--- INPUT DATA Enclosed Below ---

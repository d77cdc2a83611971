//! # Hotchain
//!
//! Command line entry point: runs an in-process devnet and manages keys
//! and configuration files.

use std::path::PathBuf;

use anyhow::{Context, Result};
use clap::Parser;
use hotchain_config::{Config, ValidatorEntry};
use hotchain_crypto::PrivateKey;
use hotchain_node::{Devnet, DEFAULT_CONFIG_FILE, VERSION};
use tracing::info;
use tracing_subscriber::{fmt, prelude::*, EnvFilter};

/// Hotchain devnet and tools
#[derive(Parser, Debug)]
#[command(name = "hotchain")]
#[command(version)]
#[command(about = "Chained-HotStuff devnet with parallel snapshot execution")]
struct Cli {
    /// Enable verbose logging (can be repeated for more verbosity)
    #[arg(short, long, action = clap::ArgAction::Count)]
    verbose: u8,

    /// Log format: text, json, or compact (overrides the config file)
    #[arg(long)]
    log_format: Option<LogFormat>,

    #[command(subcommand)]
    command: Commands,
}

#[derive(Debug, Clone, Copy, clap::ValueEnum)]
enum LogFormat {
    Text,
    Json,
    Compact,
}

#[derive(clap::Subcommand, Debug)]
enum Commands {
    /// Run the validators described by a configuration file
    Start {
        /// Configuration file path
        #[arg(short, long, default_value = DEFAULT_CONFIG_FILE, env = "HOTCHAIN_CONFIG")]
        config: PathBuf,
    },

    /// Generate a validator key pair
    Keygen,

    /// Write a configuration with freshly generated validators
    Init {
        /// Output file
        #[arg(short, long, default_value = DEFAULT_CONFIG_FILE)]
        output: PathBuf,

        /// Chain ID
        #[arg(long, default_value = "chain1")]
        chain_id: String,

        /// Number of validators
        #[arg(long, default_value = "4")]
        validators: usize,
    },
}

#[tokio::main]
async fn main() -> Result<()> {
    let cli = Cli::parse();

    match cli.command {
        Commands::Start { config } => {
            let config = Config::load(&config)
                .with_context(|| format!("loading {}", config.display()))?;
            init_tracing(cli.verbose, cli.log_format, Some(&config))?;
            info!(version = VERSION, chain_id = %config.chain.chain_id, "Starting hotchain");

            let devnet = Devnet::new(&config)?;
            devnet.run().await
        }
        Commands::Keygen => {
            let key = PrivateKey::random();
            println!("private_key = \"{}\"", key.to_hex());
            println!("public_key = \"{}\"", key.public_key().to_hex());
            Ok(())
        }
        Commands::Init {
            output,
            chain_id,
            validators,
        } => {
            init_tracing(cli.verbose, cli.log_format, None)?;
            handle_init(output, chain_id, validators)
        }
    }
}

fn handle_init(output: PathBuf, chain_id: String, validators: usize) -> Result<()> {
    let mut config = Config::default();
    config.chain.chain_id = chain_id;
    config.devnet.validator_count = validators;
    config.validators = (0..validators)
        .map(|i| {
            let key = PrivateKey::random();
            ValidatorEntry {
                node_id: format!("node{i}"),
                org_id: format!("org{i}"),
                public_key: key.public_key().to_hex(),
                private_key: Some(key.to_hex()),
            }
        })
        .collect();
    config.validate()?;
    config
        .save(&output)
        .with_context(|| format!("writing {}", output.display()))?;
    info!(path = %output.display(), validators, "Wrote configuration");
    Ok(())
}

/// Initialize tracing from CLI flags, falling back to the config file.
fn init_tracing(verbose: u8, format: Option<LogFormat>, config: Option<&Config>) -> Result<()> {
    let filter = match verbose {
        0 => config
            .map(|c| c.logging.level.to_lowercase())
            .unwrap_or_else(|| "info".to_string()),
        1 => "info,hotchain=debug".to_string(),
        2 => "debug".to_string(),
        _ => "trace".to_string(),
    };
    let format = format.unwrap_or_else(|| {
        match config.map(|c| c.logging.format.to_lowercase()).as_deref() {
            Some("json") => LogFormat::Json,
            Some("compact") => LogFormat::Compact,
            _ => LogFormat::Text,
        }
    });

    let env_filter = EnvFilter::try_from_default_env().unwrap_or_else(|_| EnvFilter::new(filter));

    match format {
        LogFormat::Text => tracing_subscriber::registry()
            .with(fmt::layer().with_target(true))
            .with(env_filter)
            .try_init()?,
        LogFormat::Json => tracing_subscriber::registry()
            .with(fmt::layer().json())
            .with(env_filter)
            .try_init()?,
        LogFormat::Compact => tracing_subscriber::registry()
            .with(fmt::layer().compact())
            .with(env_filter)
            .try_init()?,
    }

    Ok(())
}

--- End of Enclosed INPUT DATA ---

PROBLEM REQUIREMENTS: Find how many lines in the entries above have the string "logging" and report only that number.

RESPONSE TO THE TASK: 3